The film became a major hit in late 1925, and was Bow's first hit film. She became a star as a result of its success, which led her to being signed by a major studio and becoming a major star with the 1927 release of It. After seeing The Plastic Age soon after its release, Adolph Zukor, the founder and CEO of Paramount Pictures, contacted Schulberg, who had started his career as a publicist with Paramount before leaving the studio in 1918 to form Preferred Pictures. According to Clara Bow biographer David Stenn, Zukor proposed to Schulberg that he wanted to merge Preferred Pictures with Paramount, so that he could get Bow and make a star out of her, due to what Zukor saw as the great potential that she had as an actress. Schulberg agreed, but wanted Zukor to allow him to produce and control the product that Paramount assigned to him for Bow, which included script, casting, production crew, and wardrobe control. He also wanted to be made an associate producer at Paramount.
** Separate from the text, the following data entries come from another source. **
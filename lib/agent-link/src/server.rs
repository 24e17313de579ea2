//! Peer listener

use crate::connection::Endpoint;
use crate::tls::CertificateMaterial;
use crate::Result;
use std::net::SocketAddr;
use std::path::PathBuf;
use tokio::net::TcpListener;
use tokio_rustls::TlsAcceptor;
use tracing::{debug, info, warn};

pub const TLS_PORT: u16 = 55671;
pub const PLAIN_PORT: u16 = 55672;

#[derive(Clone, Debug, Default)]
pub struct ListenerConfig {
    /// Explicit port; defaults to 55671 with TLS and 55672 without
    pub port: Option<u16>,
    /// Directory holding `tls.crt` and `tls.key`
    pub cert_dir: Option<PathBuf>,
}

impl ListenerConfig {
    /// Load the TLS acceptor. Failure falls back to a plain listener.
    fn acceptor(&self) -> Option<TlsAcceptor> {
        let dir = self.cert_dir.as_ref()?;
        match CertificateMaterial::load(dir).and_then(|material| material.to_tls_config()) {
            Ok(tls) => {
                info!("TLS configuration loaded from {}", dir.display());
                Some(TlsAcceptor::from(tls.config))
            }
            Err(e) => {
                warn!(
                    "Failed to load TLS configuration from {}: {}, falling back to plain listener",
                    dir.display(),
                    e
                );
                None
            }
        }
    }

    fn port(&self, tls: bool) -> u16 {
        self.port.unwrap_or(if tls { TLS_PORT } else { PLAIN_PORT })
    }
}

pub struct AgentListener {
    listener: TcpListener,
    tls: Option<TlsAcceptor>,
    endpoint: Endpoint,
}

impl AgentListener {
    pub async fn bind(config: &ListenerConfig, endpoint: Endpoint) -> Result<Self> {
        let tls = config.acceptor();
        let addr: SocketAddr = ([0, 0, 0, 0], config.port(tls.is_some())).into();
        let listener = TcpListener::bind(&addr).await?;
        info!(
            "Listening for peers on {} ({})",
            listener.local_addr()?,
            if tls.is_some() { "TLS" } else { "plain" }
        );
        Ok(Self {
            listener,
            tls,
            endpoint,
        })
    }

    pub fn local_addr(&self) -> Result<SocketAddr> {
        Ok(self.listener.local_addr()?)
    }

    pub fn is_tls(&self) -> bool {
        self.tls.is_some()
    }

    /// Accept connections until the listener fails
    pub async fn run(self) -> Result<()> {
        loop {
            let (stream, peer_addr) = match self.listener.accept().await {
                Ok(accepted) => accepted,
                Err(e) => {
                    warn!("Error accepting peer connection: {}", e);
                    continue;
                }
            };
            debug!("Accepted connection from {}", peer_addr);

            match &self.tls {
                None => {
                    self.endpoint.spawn(stream, Vec::new());
                }
                Some(acceptor) => {
                    let acceptor = acceptor.clone();
                    let endpoint = self.endpoint.clone();
                    tokio::spawn(async move {
                        match acceptor.accept(stream).await {
                            Ok(tls_stream) => {
                                endpoint.spawn(tls_stream, Vec::new());
                            }
                            Err(e) => debug!("TLS error from {}: {}", peer_addr, e),
                        }
                    });
                }
            }
        }
    }
}

#[cfg(test)]
mod tests {
    use super::*;
    use crate::connection::ConnectionIds;
    use agent_core::{AgentEvent, Peer};
    use tokio::sync::mpsc;

    #[test]
    fn test_default_ports() {
        let config = ListenerConfig::default();
        assert_eq!(config.port(true), TLS_PORT);
        assert_eq!(config.port(false), PLAIN_PORT);
        let explicit = ListenerConfig {
            port: Some(5672),
            cert_dir: None,
        };
        assert_eq!(explicit.port(true), 5672);
    }

    #[tokio::test]
    async fn test_unreadable_certificates_fall_back_to_plain() {
        let (events, mut rx) = mpsc::unbounded_channel();
        let config = ListenerConfig {
            port: Some(0),
            cert_dir: Some(PathBuf::from("/nonexistent/certs")),
        };
        let listener = AgentListener::bind(&config, Endpoint::new("agent-x", events, ConnectionIds::default()))
            .await
            .unwrap();
        assert!(!listener.is_tls());

        let addr = listener.local_addr().unwrap();
        tokio::spawn(listener.run());

        let stream = tokio::net::TcpStream::connect(addr).await.unwrap();
        let (client_events, _client_rx) = mpsc::unbounded_channel();
        let client = Endpoint::new("agent-y", client_events, ConnectionIds::default());
        client.spawn(stream, Vec::new());

        match rx.recv().await.unwrap() {
            AgentEvent::PeerOpened {
                container_id,
                peer: Peer::Federation,
                ..
            } => assert_eq!(container_id, "agent-y"),
            other => panic!("unexpected event {:?}", other),
        }
    }
}
//! Address definitions sourced from labelled ConfigMaps

use crate::client::DiscoveryClient;
use crate::snapshot::Snapshot;
use agent_api::RawAddress;
use agent_core::{AgentEvent, EventSender};
use futures::StreamExt;
use k8s_openapi::api::core::v1::ConfigMap;
use kube::{Api, ResourceExt};
use kube_runtime::{watcher, WatchStreamExt};
use tracing::{debug, info, warn};

/// ConfigMap key holding one JSON-encoded address definition
pub const CONFIG_KEY: &str = "config.json";

/// Extract the address definitions held by a set of ConfigMaps.
/// ConfigMaps without the key or with unparsable JSON are skipped.
pub fn addresses_from_config_maps<'a>(config_maps: impl Iterator<Item = &'a ConfigMap>) -> Vec<RawAddress> {
    config_maps
        .filter_map(|config_map| {
            let json = config_map.data.as_ref()?.get(CONFIG_KEY)?;
            match serde_json::from_str::<RawAddress>(json) {
                Ok(address) => Some(address),
                Err(e) => {
                    warn!("Skipping address config {}: {}", config_map.name_any(), e);
                    None
                }
            }
        })
        .collect()
}

pub struct AddressSource {
    client: DiscoveryClient,
    selector: String,
}

impl AddressSource {
    pub fn new(client: DiscoveryClient, selector: impl Into<String>) -> Self {
        Self {
            client,
            selector: selector.into(),
        }
    }

    /// Watch the selected ConfigMaps and post a full snapshot on every change
    pub async fn run(self, events: EventSender) -> anyhow::Result<()> {
        info!(
            "Watching address config in {} with selector {}",
            self.client.namespace(),
            self.selector
        );
        let api: Api<ConfigMap> = Api::namespaced(self.client.clone_client(), self.client.namespace());
        let config = watcher::Config::default().labels(&self.selector);
        let mut stream = watcher(api, config).default_backoff().boxed();

        let mut snapshot = Snapshot::new();
        while let Some(event) = stream.next().await {
            match event {
                Ok(event) => {
                    if !snapshot.apply(event) {
                        continue;
                    }
                    let addresses = addresses_from_config_maps(snapshot.objects());
                    debug!("Address config snapshot with {} definitions", addresses.len());
                    if events.send(AgentEvent::AddressesUpdated(addresses)).is_err() {
                        info!("Control plane stopped, ending address watch");
                        return Ok(());
                    }
                }
                Err(e) => warn!("Address config watch error: {}", e),
            }
        }
        Ok(())
    }
}

#[cfg(test)]
mod tests {
    use super::*;
    use kube::api::ObjectMeta;
    use std::collections::BTreeMap;

    fn config_map(name: &str, json: Option<&str>) -> ConfigMap {
        ConfigMap {
            metadata: ObjectMeta {
                name: Some(name.to_string()),
                ..Default::default()
            },
            data: json.map(|json| BTreeMap::from([(CONFIG_KEY.to_string(), json.to_string())])),
            ..Default::default()
        }
    }

    #[test]
    fn test_definitions_are_read_from_config_key() {
        let maps = vec![
            config_map("q1", Some(r#"{"address":"q1","type":"queue","allocated_to":["b0"]}"#)),
            config_map("empty", None),
            config_map("broken", Some("{not json")),
            config_map("partial", Some(r#"{"address":"t1"}"#)),
        ];
        let addresses = addresses_from_config_maps(maps.iter());

        // incomplete definitions are kept here; the address store filters them
        assert_eq!(addresses.len(), 2);
        assert_eq!(addresses[0].address.as_deref(), Some("q1"));
        assert_eq!(addresses[0].allocated_to.len(), 1);
        assert_eq!(addresses[1].kind, None);
    }
}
The deal was made in early November 1925.

==Controversy==
Even though the film was a wide spread success, the Woman's Christian Temperance Union (WCTU) showed concerns for the film's portrayal of alcohol consumption as acceptable, regardless of the restrictions that prohibition brought in. They also voiced their opinion on the swingers' dance style and jazz music as "behaviour which is desperately in need of purification by the cleansing powers of Holy water."

==Home media==
The Plastic Age was released on DVD, through Image Entertainment, in a double-feature format, which includes the Louise Brooks film, The Show Off (1926). David Shepard preserved the film through his company, Film Preservation Associates. Composer Eric Beheim scored the music for The Plastic Age. Kino On Video released the film in August 1999, as part of a 4 video set featuring Clara's work, which includes It (1927).